*Problem details*: Spot each line in the records below where the word "Horizontal" occurs, then copy it.

[Excerpts from a dataset]
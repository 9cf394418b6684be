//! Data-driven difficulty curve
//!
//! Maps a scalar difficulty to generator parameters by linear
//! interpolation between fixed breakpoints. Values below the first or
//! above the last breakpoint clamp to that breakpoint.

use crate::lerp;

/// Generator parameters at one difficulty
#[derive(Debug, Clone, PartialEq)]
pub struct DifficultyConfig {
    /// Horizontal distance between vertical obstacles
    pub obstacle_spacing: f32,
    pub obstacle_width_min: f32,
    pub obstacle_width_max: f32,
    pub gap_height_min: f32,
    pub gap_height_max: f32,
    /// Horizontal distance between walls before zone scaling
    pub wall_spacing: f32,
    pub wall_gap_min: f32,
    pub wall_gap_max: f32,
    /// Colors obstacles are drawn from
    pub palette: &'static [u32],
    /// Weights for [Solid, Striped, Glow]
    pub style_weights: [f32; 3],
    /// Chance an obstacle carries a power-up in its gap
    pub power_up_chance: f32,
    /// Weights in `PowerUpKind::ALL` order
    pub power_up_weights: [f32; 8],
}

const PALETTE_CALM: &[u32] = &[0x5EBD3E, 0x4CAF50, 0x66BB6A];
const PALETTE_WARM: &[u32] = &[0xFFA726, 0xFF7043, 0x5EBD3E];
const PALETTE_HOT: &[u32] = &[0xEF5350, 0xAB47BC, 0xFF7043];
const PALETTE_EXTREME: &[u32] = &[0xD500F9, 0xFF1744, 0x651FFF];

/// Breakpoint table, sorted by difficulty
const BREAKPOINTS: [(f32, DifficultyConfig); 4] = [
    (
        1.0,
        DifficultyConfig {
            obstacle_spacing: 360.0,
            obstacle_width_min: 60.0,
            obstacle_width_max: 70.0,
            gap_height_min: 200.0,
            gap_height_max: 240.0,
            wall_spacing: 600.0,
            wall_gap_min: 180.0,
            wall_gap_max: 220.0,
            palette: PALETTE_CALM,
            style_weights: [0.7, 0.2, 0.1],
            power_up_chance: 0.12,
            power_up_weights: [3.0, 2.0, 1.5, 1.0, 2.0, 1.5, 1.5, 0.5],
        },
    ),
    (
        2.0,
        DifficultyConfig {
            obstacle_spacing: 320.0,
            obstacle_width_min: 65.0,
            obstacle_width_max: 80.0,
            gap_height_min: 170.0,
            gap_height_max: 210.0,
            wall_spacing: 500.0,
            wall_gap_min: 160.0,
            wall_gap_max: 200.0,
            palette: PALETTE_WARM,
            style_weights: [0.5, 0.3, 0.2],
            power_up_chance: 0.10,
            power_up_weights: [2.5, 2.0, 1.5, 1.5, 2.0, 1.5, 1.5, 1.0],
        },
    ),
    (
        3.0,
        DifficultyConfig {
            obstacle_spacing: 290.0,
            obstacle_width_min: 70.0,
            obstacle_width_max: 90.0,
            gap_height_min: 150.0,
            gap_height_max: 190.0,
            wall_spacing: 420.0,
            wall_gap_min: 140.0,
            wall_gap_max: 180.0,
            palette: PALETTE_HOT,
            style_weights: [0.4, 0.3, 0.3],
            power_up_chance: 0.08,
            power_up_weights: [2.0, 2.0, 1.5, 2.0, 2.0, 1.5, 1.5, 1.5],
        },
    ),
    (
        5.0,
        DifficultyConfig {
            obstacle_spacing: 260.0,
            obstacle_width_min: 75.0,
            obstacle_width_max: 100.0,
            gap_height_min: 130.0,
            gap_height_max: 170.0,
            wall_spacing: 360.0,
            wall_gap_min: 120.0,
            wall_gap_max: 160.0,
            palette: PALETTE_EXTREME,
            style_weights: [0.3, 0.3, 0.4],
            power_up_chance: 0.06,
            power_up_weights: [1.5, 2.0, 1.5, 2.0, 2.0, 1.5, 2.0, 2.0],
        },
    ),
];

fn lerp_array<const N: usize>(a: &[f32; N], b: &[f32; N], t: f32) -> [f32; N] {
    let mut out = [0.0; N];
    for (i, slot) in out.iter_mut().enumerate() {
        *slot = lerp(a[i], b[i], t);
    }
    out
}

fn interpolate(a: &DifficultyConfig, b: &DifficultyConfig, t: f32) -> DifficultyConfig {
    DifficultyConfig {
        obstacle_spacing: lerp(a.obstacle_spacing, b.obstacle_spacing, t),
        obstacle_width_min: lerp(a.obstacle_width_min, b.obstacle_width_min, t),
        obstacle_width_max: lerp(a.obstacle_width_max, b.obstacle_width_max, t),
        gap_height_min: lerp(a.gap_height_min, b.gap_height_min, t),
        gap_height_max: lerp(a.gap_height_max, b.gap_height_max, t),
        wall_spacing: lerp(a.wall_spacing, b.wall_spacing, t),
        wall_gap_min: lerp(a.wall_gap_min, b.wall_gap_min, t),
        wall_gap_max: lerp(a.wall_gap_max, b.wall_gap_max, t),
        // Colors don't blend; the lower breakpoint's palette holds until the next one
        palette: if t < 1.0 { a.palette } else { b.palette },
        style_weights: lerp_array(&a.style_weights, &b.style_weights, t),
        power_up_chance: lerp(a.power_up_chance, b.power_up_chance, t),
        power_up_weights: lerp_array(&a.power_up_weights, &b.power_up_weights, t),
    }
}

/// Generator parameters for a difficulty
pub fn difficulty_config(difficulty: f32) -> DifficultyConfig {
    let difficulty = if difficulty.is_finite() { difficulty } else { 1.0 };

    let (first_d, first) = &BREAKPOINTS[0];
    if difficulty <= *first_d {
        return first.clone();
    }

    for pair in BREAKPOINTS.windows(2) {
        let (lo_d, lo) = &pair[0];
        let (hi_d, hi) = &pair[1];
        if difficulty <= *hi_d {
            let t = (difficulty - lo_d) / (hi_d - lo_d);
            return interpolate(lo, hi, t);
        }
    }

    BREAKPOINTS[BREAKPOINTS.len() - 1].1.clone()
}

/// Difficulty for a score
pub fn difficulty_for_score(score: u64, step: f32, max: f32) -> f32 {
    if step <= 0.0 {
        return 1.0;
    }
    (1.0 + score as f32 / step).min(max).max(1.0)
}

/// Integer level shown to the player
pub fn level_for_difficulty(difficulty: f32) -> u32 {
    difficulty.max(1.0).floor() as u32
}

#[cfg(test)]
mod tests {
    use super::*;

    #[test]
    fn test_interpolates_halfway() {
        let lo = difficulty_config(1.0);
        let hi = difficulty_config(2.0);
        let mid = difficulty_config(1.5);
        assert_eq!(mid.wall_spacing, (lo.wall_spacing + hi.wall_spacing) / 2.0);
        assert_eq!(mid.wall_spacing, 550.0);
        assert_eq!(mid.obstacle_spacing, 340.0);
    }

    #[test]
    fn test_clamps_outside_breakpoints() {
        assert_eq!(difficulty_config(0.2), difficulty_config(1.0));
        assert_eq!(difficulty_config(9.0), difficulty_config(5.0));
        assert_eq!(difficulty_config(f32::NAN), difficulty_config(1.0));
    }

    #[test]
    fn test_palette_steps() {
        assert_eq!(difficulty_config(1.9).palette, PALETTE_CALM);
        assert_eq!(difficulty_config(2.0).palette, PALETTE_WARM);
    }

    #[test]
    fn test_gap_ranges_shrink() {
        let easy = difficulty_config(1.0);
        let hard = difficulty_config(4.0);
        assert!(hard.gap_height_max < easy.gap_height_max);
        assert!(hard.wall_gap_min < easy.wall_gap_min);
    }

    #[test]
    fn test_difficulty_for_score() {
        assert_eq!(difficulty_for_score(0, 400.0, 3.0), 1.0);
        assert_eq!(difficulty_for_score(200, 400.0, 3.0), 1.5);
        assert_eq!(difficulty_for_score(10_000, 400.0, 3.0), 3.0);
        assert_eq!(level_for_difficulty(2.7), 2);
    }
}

*Output of the task*:
    /// Horizontal distance between vertical obstacles
    /// Horizontal distance between walls before zone scaling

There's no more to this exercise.